Still let us hope! for while we seem to tread
The time-worn pathway of the nations dead,
Though Sparta laughs at all our warlike deeds,
And buried Athens claims our stolen creeds,
Though Rome, a spectre on her broken throne,
Beholds our eagle and recalls her own,
Though England fling her pennons on the breeze
And reign before us Mistress of the seas,--
While calm-eyed History tracks us circling round
Fate's iron pillar where they all were bound,
Still in our path a larger curve she finds,
The spiral widening as the chain unwinds
Still sees new beacons crowned with brighter flame
Than the old watch-fires, like, but not the same
No shameless haste shall spot with bandit-crime
Our destined empire snatched before its time.
Wait,--wait, undoubting, for the winds have caught
From our bold speech the heritage of thought;
No marble form that sculptured truth can wear
Vies with the image shaped in viewless air;
And thought unfettered grows through speech to deeds,
As the broad forest marches in its seeds.
What though we perish ere the day is won?
Enough to see its glorious work begun!
The thistle falls before a trampling clown,
But who can chain the flying thistle-down?
Wait while the fiery seeds of freedom fly,
The prairie blazes when the grass is dry!

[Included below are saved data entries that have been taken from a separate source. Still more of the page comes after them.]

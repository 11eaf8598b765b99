//! Headless town growth run
//! Loads a config, runs the engine and prints a summary or the full JSON output

use std::path::PathBuf;
use std::process::ExitCode;

use clap::Parser;
use town_growth::core::SimulationConfig;
use town_growth::town::simulate;

/// Town growth - village-to-town simulation
#[derive(Parser, Debug)]
#[command(name = "town_sim")]
#[command(about = "Simulate a rural settlement growing into a town")]
struct Args {
    /// TOML config file; omitted sections keep their defaults
    #[arg(long)]
    config: Option<PathBuf>,

    /// Number of steps to simulate (five per simulated year)
    #[arg(long, default_value_t = 120)]
    steps: u64,

    /// Override the seed from the config
    #[arg(long)]
    seed: Option<u64>,

    /// Print the full output as JSON instead of a summary
    #[arg(long, default_value_t = false)]
    json: bool,
}

fn main() -> ExitCode {
    tracing_subscriber::fmt()
        .with_env_filter(
            tracing_subscriber::EnvFilter::from_default_env()
                .add_directive(tracing::Level::INFO.into()),
        )
        .with_writer(std::io::stderr)
        .init();

    let args = Args::parse();

    let mut config = match &args.config {
        Some(path) => match SimulationConfig::load(path) {
            Ok(config) => config,
            Err(e) => {
                tracing::error!(path = %path.display(), error = %e, "Could not load config");
                return ExitCode::FAILURE;
            }
        },
        None => SimulationConfig::default(),
    };
    if let Some(seed) = args.seed {
        config.seed = seed;
    }

    tracing::info!(
        population = config.population,
        businesses = config.business_count,
        width = config.grid.width,
        height = config.grid.height,
        steps = args.steps,
        "Starting town growth simulation"
    );

    let output = match simulate(config, args.steps) {
        Ok(output) => output,
        Err(e) => {
            tracing::error!(error = %e, "Simulation aborted");
            return ExitCode::FAILURE;
        }
    };

    if args.json {
        println!("{}", output.to_json());
        return ExitCode::SUCCESS;
    }

    println!("{}", output.summary());

    println!("\n--- Infrastructure Coverage ---");
    if let Some(last) = output.snapshots.last() {
        for (kind, rate) in last.coverage.iter() {
            println!("{:>8}: {:5.1}%", kind.label(), rate * 100.0);
        }
        println!("\n--- Sector Shares ---");
        for (sector, share) in last.sector_shares.iter() {
            println!("{:>13}: {:5.1}%", sector.label(), share * 100.0);
        }
        println!("\nPoverty rate: {:.1}%", last.poverty_rate * 100.0);
        println!("Budget pool:  {:.0}", last.budget_pool);
    }

    ExitCode::SUCCESS
}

What arms might ravish, leave to peaceful arts,
Wisdom and love shall win the roughest hearts;
So shall the angel who has closed for man
The blissful garden since his woes began
Swing wide the golden portals of the West,
And Eden's secret stand at length confessed!
. . . . . . . . . . .
The reader paused; in truth he thought it time,--
Some threatening signs accused the drowsy rhyme.
The Mistress nodded, the Professor dozed,
The two Annexes sat with eyelids closed,--
Not sleeping,--no! But when one shuts one's eyes,
That one hears better no one, sure, denies.
The Doctor whispered in Delilah's ear,
Or seemed to whisper, for their heads drew near.
Not all the owner's efforts could restrain
The wild vagaries of the squinting brain,--
Last of the listeners Number Five alone
The patient reader still could call his own.